* **Goal of the exercise**
Only one portion of the data is to be written out: from the line bearing "for MCP-compliant schemas." through the line bearing "the timeout elapsed". Write it exactly as it appears.

* **Data extracts**
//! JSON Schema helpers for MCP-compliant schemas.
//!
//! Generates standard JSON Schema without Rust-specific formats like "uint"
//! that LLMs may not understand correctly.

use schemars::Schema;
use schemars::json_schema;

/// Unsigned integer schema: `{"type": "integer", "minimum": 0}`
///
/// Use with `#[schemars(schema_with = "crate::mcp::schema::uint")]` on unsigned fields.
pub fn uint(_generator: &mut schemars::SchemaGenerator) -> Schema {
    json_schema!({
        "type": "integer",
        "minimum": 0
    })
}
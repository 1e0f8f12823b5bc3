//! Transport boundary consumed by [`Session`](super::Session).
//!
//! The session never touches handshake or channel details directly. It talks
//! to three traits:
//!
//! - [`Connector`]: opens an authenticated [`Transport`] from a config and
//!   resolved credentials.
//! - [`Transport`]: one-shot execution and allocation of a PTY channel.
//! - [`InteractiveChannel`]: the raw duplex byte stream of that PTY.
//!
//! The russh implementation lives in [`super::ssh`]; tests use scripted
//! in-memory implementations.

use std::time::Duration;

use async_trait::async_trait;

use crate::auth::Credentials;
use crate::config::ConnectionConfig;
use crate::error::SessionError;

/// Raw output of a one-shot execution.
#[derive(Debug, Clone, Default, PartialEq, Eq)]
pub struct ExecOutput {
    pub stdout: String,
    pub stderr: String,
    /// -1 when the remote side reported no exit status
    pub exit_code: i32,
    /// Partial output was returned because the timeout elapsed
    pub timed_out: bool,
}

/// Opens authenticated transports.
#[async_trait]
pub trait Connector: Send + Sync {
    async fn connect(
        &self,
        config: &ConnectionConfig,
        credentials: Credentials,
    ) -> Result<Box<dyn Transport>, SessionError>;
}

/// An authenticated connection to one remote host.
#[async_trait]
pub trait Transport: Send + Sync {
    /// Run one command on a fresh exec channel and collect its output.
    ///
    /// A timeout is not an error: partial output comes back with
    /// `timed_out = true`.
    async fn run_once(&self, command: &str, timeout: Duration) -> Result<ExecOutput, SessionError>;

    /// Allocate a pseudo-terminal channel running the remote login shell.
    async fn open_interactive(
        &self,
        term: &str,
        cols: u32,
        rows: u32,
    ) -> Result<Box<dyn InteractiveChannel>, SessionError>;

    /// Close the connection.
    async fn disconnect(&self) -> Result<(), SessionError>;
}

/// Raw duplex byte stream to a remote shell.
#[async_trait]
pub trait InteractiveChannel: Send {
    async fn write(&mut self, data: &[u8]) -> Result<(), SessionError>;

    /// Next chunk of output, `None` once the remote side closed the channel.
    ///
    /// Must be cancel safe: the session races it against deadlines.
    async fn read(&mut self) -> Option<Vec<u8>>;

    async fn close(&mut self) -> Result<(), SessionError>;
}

...

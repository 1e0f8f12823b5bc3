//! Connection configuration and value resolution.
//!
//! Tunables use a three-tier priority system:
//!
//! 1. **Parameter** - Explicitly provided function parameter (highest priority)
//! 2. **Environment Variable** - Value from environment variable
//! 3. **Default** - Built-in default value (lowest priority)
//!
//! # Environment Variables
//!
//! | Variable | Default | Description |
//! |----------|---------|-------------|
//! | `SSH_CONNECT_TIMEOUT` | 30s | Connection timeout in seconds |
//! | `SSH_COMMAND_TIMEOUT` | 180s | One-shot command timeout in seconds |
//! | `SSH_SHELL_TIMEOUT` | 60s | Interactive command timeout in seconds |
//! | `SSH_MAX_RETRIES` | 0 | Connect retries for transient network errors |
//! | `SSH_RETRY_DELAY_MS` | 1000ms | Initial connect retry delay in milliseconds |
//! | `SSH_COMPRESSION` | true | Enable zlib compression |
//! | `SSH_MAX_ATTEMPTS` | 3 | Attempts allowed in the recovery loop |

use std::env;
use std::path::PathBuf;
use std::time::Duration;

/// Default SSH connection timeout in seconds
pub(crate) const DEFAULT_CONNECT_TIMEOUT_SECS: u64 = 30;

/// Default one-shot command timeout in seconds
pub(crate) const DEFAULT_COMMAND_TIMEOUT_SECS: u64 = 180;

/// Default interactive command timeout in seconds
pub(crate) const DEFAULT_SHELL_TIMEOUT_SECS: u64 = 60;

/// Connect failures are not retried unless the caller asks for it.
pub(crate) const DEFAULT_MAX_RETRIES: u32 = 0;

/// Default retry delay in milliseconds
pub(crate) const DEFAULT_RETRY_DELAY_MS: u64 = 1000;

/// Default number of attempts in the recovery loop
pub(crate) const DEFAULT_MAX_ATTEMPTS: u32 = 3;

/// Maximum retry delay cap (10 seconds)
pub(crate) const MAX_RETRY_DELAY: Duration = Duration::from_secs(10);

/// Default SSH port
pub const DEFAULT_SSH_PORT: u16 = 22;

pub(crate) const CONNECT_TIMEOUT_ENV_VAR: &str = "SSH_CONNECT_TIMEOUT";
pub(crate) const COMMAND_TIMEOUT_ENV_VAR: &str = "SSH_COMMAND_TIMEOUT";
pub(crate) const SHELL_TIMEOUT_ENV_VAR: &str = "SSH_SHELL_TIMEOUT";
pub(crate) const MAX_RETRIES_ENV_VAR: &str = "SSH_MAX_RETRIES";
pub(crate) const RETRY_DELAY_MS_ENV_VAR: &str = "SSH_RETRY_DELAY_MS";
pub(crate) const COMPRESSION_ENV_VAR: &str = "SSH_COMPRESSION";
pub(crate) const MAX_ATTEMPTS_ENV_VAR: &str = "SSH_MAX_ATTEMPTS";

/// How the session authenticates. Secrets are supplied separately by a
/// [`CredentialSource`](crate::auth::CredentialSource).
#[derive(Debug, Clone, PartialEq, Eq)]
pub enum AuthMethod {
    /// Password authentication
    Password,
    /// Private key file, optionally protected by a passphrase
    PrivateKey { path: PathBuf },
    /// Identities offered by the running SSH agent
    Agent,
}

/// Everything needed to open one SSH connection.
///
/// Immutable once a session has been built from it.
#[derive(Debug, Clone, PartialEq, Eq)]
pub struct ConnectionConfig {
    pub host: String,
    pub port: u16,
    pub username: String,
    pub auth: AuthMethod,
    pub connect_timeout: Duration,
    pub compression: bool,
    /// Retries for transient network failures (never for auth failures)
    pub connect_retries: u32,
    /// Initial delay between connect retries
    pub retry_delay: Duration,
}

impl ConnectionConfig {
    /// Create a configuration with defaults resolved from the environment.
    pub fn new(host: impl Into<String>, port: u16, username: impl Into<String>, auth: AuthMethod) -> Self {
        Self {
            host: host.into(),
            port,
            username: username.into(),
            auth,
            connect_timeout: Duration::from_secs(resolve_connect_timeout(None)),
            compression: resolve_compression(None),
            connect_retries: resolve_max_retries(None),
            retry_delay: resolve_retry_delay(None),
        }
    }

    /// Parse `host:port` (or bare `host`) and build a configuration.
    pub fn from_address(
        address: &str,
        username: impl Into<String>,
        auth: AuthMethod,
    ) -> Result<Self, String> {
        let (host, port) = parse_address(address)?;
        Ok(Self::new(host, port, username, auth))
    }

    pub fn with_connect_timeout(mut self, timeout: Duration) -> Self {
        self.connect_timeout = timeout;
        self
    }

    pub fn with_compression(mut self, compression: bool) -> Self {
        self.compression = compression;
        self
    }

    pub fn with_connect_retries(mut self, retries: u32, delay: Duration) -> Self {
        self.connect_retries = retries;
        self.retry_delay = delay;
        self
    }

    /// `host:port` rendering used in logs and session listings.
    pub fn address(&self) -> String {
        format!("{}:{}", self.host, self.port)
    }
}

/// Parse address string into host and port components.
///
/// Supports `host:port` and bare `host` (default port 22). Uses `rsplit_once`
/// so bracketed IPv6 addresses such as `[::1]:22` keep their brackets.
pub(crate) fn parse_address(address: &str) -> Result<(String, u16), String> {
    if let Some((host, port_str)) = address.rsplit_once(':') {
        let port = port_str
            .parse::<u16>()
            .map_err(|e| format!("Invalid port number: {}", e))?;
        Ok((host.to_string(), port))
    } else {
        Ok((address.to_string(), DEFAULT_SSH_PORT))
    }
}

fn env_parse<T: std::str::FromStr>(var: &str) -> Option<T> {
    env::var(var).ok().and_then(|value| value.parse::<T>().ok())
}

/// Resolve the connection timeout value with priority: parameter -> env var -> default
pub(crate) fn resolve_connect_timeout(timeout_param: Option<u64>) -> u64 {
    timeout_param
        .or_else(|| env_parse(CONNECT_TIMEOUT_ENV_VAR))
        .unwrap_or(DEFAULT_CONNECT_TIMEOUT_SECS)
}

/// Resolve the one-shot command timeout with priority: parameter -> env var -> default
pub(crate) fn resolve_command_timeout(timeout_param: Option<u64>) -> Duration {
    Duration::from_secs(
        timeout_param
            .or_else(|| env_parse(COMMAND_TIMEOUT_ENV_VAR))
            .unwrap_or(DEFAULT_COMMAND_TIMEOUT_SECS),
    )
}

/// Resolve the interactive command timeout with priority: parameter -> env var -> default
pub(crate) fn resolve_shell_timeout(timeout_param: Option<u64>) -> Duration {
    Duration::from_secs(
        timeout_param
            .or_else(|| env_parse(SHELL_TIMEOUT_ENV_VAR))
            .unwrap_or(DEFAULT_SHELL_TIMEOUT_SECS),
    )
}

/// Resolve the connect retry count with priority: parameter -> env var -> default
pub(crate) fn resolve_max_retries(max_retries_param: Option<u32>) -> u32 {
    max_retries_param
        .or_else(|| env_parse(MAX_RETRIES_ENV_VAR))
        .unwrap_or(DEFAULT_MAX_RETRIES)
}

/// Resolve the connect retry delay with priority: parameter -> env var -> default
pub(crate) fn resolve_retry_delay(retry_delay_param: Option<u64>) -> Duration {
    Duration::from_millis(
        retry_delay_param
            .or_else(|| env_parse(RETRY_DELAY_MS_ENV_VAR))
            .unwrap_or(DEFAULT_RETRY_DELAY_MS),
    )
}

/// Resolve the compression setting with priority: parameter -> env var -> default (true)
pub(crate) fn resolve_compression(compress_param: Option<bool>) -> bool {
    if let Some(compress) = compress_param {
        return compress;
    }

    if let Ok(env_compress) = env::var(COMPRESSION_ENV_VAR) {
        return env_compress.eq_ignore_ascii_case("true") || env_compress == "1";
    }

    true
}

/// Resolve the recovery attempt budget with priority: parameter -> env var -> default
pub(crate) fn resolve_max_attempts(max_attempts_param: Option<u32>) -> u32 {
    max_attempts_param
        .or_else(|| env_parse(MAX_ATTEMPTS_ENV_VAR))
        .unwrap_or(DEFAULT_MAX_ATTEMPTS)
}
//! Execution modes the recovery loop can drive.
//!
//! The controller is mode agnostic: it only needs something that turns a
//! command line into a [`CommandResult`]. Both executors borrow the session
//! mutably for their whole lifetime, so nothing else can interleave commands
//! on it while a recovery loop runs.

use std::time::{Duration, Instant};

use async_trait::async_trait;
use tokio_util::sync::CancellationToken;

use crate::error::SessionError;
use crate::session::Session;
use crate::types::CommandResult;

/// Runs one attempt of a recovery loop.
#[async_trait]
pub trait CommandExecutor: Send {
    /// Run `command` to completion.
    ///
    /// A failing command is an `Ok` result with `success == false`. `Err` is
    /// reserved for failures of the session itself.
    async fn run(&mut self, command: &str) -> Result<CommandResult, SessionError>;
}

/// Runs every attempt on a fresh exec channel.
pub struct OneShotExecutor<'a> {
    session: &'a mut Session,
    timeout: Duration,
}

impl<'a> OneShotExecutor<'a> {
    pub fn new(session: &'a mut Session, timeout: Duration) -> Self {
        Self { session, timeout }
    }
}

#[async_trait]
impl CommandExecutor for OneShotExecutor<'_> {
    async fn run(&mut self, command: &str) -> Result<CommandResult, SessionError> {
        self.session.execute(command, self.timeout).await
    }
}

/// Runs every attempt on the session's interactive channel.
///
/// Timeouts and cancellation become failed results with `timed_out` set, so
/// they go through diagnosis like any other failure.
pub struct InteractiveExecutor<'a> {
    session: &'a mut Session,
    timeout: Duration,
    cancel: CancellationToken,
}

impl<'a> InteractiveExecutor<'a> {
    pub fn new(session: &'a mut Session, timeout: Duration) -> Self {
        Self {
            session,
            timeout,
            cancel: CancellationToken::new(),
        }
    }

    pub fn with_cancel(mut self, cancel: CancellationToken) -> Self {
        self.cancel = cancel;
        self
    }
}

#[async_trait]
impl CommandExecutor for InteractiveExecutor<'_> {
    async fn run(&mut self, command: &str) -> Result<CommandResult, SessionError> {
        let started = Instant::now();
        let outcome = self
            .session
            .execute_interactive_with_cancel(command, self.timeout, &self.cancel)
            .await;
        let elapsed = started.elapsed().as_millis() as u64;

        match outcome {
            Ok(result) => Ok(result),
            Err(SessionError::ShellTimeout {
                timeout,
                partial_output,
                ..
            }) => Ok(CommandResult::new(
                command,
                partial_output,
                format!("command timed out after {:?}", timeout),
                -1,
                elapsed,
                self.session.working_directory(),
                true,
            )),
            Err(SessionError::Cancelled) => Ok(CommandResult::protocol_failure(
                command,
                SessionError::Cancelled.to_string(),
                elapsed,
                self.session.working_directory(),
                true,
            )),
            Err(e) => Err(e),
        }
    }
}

* **Answer for the task**
//! JSON Schema helpers for MCP-compliant schemas.
//!
//! Generates standard JSON Schema without Rust-specific formats like "uint"
//! that LLMs may not understand correctly.

use schemars::Schema;
use schemars::json_schema;

/// Unsigned integer schema: `{"type": "integer", "minimum": 0}`
///
/// Use with `#[schemars(schema_with = "crate::mcp::schema::uint")]` on unsigned fields.
pub fn uint(_generator: &mut schemars::SchemaGenerator) -> Schema {
    json_schema!({
        "type": "integer",
        "minimum": 0
    })
}
repository 1e0f8f12823b5bc3
//! Transport boundary consumed by [`Session`](super::Session).
//!
//! The session never touches handshake or channel details directly. It talks
//! to three traits:
//!
//! - [`Connector`]: opens an authenticated [`Transport`] from a config and
//!   resolved credentials.
//! - [`Transport`]: one-shot execution and allocation of a PTY channel.
//! - [`InteractiveChannel`]: the raw duplex byte stream of that PTY.
//!
//! The russh implementation lives in [`super::ssh`]; tests use scripted
//! in-memory implementations.

use std::time::Duration;

use async_trait::async_trait;

use crate::auth::Credentials;
use crate::config::ConnectionConfig;
use crate::error::SessionError;

/// Raw output of a one-shot execution.
#[derive(Debug, Clone, Default, PartialEq, Eq)]
pub struct ExecOutput {
    pub stdout: String,
    pub stderr: String,
    /// -1 when the remote side reported no exit status
    pub exit_code: i32,
    /// Partial output was returned because the timeout elapsed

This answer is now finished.